PROBLEM
Return copies of the lines below that mention "long".

──────── EXTRACTED INFORMATION ────────

//! localstack-builder CLI
//!
//! Entry point inside the build container.

use std::path::{Path, PathBuf};
use std::process;

use clap::{Parser, Subcommand};
use localstack_builder::{logging, run_build, BuildError, Executor, FsBlobStore, SystemRunner, Workspace};
use localstack_model::{BuildConfig, BuildPlan};

#[derive(Parser)]
#[command(name = "localstack-builder")]
#[command(about = "Build agent running inside the localstack container", version)]
struct Cli {
    /// Debug logging
    #[arg(long, short = 'v', global = true)]
    verbose: bool,

    #[command(subcommand)]
    command: Commands,
}

#[derive(Subcommand)]
enum Commands {
    /// Run every build stage for a plan
    Run {
        /// Build plan written by the host
        #[arg(long)]
        plan: PathBuf,

        /// Build configuration rendered at deploy time
        #[arg(long)]
        config: PathBuf,

        /// Release store root
        #[arg(long, default_value = "/release")]
        release: PathBuf,
    },
}

fn main() {
    let cli = Cli::parse();
    logging::init(cli.verbose);

    let code = match cli.command {
        Commands::Run {
            plan,
            config,
            release,
        } => match run(&plan, &config, release) {
            Ok(()) => 0,
            Err(e) => {
                eprintln!("Error: {}", e);
                e.exit_code()
            }
        },
    };
    process::exit(code);
}

fn run(plan: &Path, config: &Path, release: PathBuf) -> Result<(), BuildError> {
    let plan = BuildPlan::from_file(plan)?;
    let config = BuildConfig::from_file(config)?;
    let runner = SystemRunner::new();
    let store = FsBlobStore::new(release);
    let executor = Executor::new(&runner, &store, &config, Workspace::container());
    run_build(plan, &config, &executor, &runner)?;
    Ok(())
}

────────

ANSWER BELOW
    #[arg(long, short = 'v', global = true)]
        #[arg(long)]
        #[arg(long)]
        #[arg(long, default_value = "/release")]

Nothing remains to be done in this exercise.